There is no consensus regarding whether FNAC can serve as a definitive diagnostic modality. In the present study, 3/22 patients with UCD and 1/2 patients with MCD underwent FNAC, but none were conclusively diagnosed by FNAC alone. Distinguishing morphological features of CD include lymphocyte-dominant cell smears, an admixture of GC cells, PCs, and hyalinized capillary fragments with adhered lymphocytes [19]. Deeper insight into the subtle cytomorphological features of CD is essential to discriminate it from its mimics.

Regardless of the pathology, the gold standard treatment for UCD is surgical resection, which has a complete remission rate of 90%. For unresectable disease, chemotherapy, radiotherapy, or embolization should be considered [3]. For patients with HHV-8-MCD, a rituximab-based therapy regimen results in a 5-year OS rate of 90% [3]; however, there is no standard treatment regimen for iMCD. IL-6 inhibitors are the only first-line therapy for iMCD approved by the FDA [20], but up to two-thirds of patients have no response [21]. High IgG and fibrinogen levels imply a high response potential, whereas the opposite is true for high CRP and Hb levels [22]. A 17% reduction in CXCL13 by 8 days after siltuximab therapy is also a predictive indicator [23]. Therefore, serum index quantification can help guide and modify the treatment strategies. Likewise, rituximab was ineffective for patient 24 after just two doses, and a combination of thalidomide and dexamethasone kept him in stable condition. Recent clinical trials involving the thalidomide-cyclophosphamide-prednisone (TCP) regimen and the bortezomib-cyclophosphamide-dexamethasone (BCD) regimen have shown promising outcomes [24, 25]. The mTOR inhibitor sirolimus [26] and the JAK inhibitor ruxolitinib [27] have also benefited some patients. Such clinical trials in children are urgently needed to determine the efficacy and safety of these drugs. A clinical trial of sirolimus involving adults and children is ongoing (NCT03933904).

The prognosis of CD is more favorable in children than adults [5], and as expected, the progression-free survival rate in our study was 100%. In a CD cohort with the largest sample size to date, the 5-year OS rate was 95% and 74% for patients with UCD and MCD, respectively [8]. The PC type, hepatomegaly and/or splenomegaly, Hb of ≤ 80 g/L, and albumin of ≤ 30 g/L were recently confirmed as independent prognostic factors for OS, especially in patients with iMCD [8].
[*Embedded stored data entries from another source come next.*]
use crate::{
    auth::AuthenticatedUser,
    entities::OrderStatus,
    errors::ServiceError,
    handlers::common::{created_response, success_response},
    AppState, PaginatedResponse,
};
use axum::{
    extract::{Path, Query, State},
    response::IntoResponse,
    routing::{get, post},
    Router,
};
use serde::Deserialize;
use uuid::Uuid;

/// Creates the router for order endpoints
pub fn orders_routes() -> Router<AppState> {
    Router::new()
        .route("/checkout", post(checkout))
        .route("/", get(list_all_orders))
        .route("/my", get(list_my_orders))
        .route("/:id", get(get_order))
        .route("/:id/pay", post(initiate_charge))
        .route("/:id/cancel", post(cancel_order))
}

#[derive(Debug, Deserialize)]
pub struct OrderListQuery {
    #[serde(default = "default_page")]
    pub page: u64,
    #[serde(default = "default_limit")]
    pub limit: u64,
    pub status: Option<OrderStatus>,
    pub user_id: Option<Uuid>,
}

fn default_page() -> u64 {
    1
}
fn default_limit() -> u64 {
    20
}

/// Convert the user's cart into a Draft order
async fn checkout(
    State(state): State<AppState>,
    user: AuthenticatedUser,
) -> Result<impl IntoResponse, ServiceError> {
    let order = state.services.orders.checkout(user.user_id).await?;
    Ok(created_response(order))
}

/// Initiate (or retry) the charge for an order
async fn initiate_charge(
    State(state): State<AppState>,
    user: AuthenticatedUser,
    Path(id): Path<Uuid>,
) -> Result<impl IntoResponse, ServiceError> {
    ensure_owner(&state, &user, id).await?;
    let handle = state.services.orders.initiate_charge(id).await?;
    Ok(success_response(handle))
}

/// Cancel an order
async fn cancel_order(
    State(state): State<AppState>,
    user: AuthenticatedUser,
    Path(id): Path<Uuid>,
) -> Result<impl IntoResponse, ServiceError> {
    ensure_owner(&state, &user, id).await?;
    let order = state.services.orders.cancel(id).await?;
    Ok(success_response(order))
}

/// Fetch one order with its line items
async fn get_order(
    State(state): State<AppState>,
    user: AuthenticatedUser,
    Path(id): Path<Uuid>,
) -> Result<impl IntoResponse, ServiceError> {
    let order = state.services.orders.get_order(id).await?;
    if order.order.user_id != user.user_id && !user.is_admin() {
        return Err(ServiceError::Forbidden(
            "Order belongs to another user".to_string(),
        ));
    }
    Ok(success_response(order))
}

/// The caller's own orders, newest first
async fn list_my_orders(
    State(state): State<AppState>,
    user: AuthenticatedUser,
    Query(query): Query<OrderListQuery>,
) -> Result<impl IntoResponse, ServiceError> {
    let per_page = query.limit.clamp(1, 100);
    let (orders, total) = state
        .services
        .orders
        .list_orders(Some(user.user_id), query.status, query.page.max(1), per_page)
        .await?;

    Ok(success_response(PaginatedResponse {
        items: orders,
        total,
        page: query.page.max(1),
        limit: per_page,
        total_pages: total.div_ceil(per_page),
    }))
}

/// All orders with filters (admin)
async fn list_all_orders(
    State(state): State<AppState>,
    user: AuthenticatedUser,
    Query(query): Query<OrderListQuery>,
) -> Result<impl IntoResponse, ServiceError> {
    user.require_admin()
        .map_err(|_| ServiceError::Forbidden("Admin role required".to_string()))?;

    let per_page = query.limit.clamp(1, 100);
    let (orders, total) = state
        .services
        .orders
        .list_orders(query.user_id, query.status, query.page.max(1), per_page)
        .await?;

    Ok(success_response(PaginatedResponse {
        items: orders,
        total,
        page: query.page.max(1),
        limit: per_page,
        total_pages: total.div_ceil(per_page),
    }))
}

async fn ensure_owner(
    state: &AppState,
    user: &AuthenticatedUser,
    order_id: Uuid,
) -> Result<(), ServiceError> {
    let order = state.services.orders.get_order(order_id).await?;
    if order.order.user_id != user.user_id && !user.is_admin() {
        return Err(ServiceError::Forbidden(
            "Order belongs to another user".to_string(),
        ));
    }
    Ok(())
}
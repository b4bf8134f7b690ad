pub mod cart;
pub mod catalog;
pub mod notifications;
pub mod orders;
pub mod payments;

// Re-export services for convenience
pub use cart::{CartLine, CartService, CartView};
pub use catalog::{CatalogService, CreateMovieInput};
pub use notifications::NotificationService;
pub use orders::{
    CallbackOutcome, OrderLifecycleService, OrderWithItems, PaymentHandle, ReconcileSummary,
};
pub use payments::{HttpPaymentGateway, PaymentGateway};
This study had some limitations. Because of its single-center, retrospective nature, bias in sample selection and data collection was inevitable. The panel of IHC was incomplete. Given the lack of samples, the calculation of mean values in the patients with MCD, and the comparison between two phenotypes were meaningless. However, our work effectively summarized the characteristics of children with CD to a certain degree, aiming to provide a reference for optimal management.

Conclusion

We retrospectively analyzed a pediatric cohort with CD, in which HV-UCD was the most prevalent type. The children’s histopathological manifestations were relatively homogeneous. Diagnostic delay remains an unresolved issue. Surgical excision is the first-line treatment for UCD and has been proven quite beneficial. A standard therapeutic regimen for iMCD is needed, especially for patients who do not respond to IL-6 inhibitors. Although there was a high proportion of systemic symptoms among children with UCD, OS was still considerably high.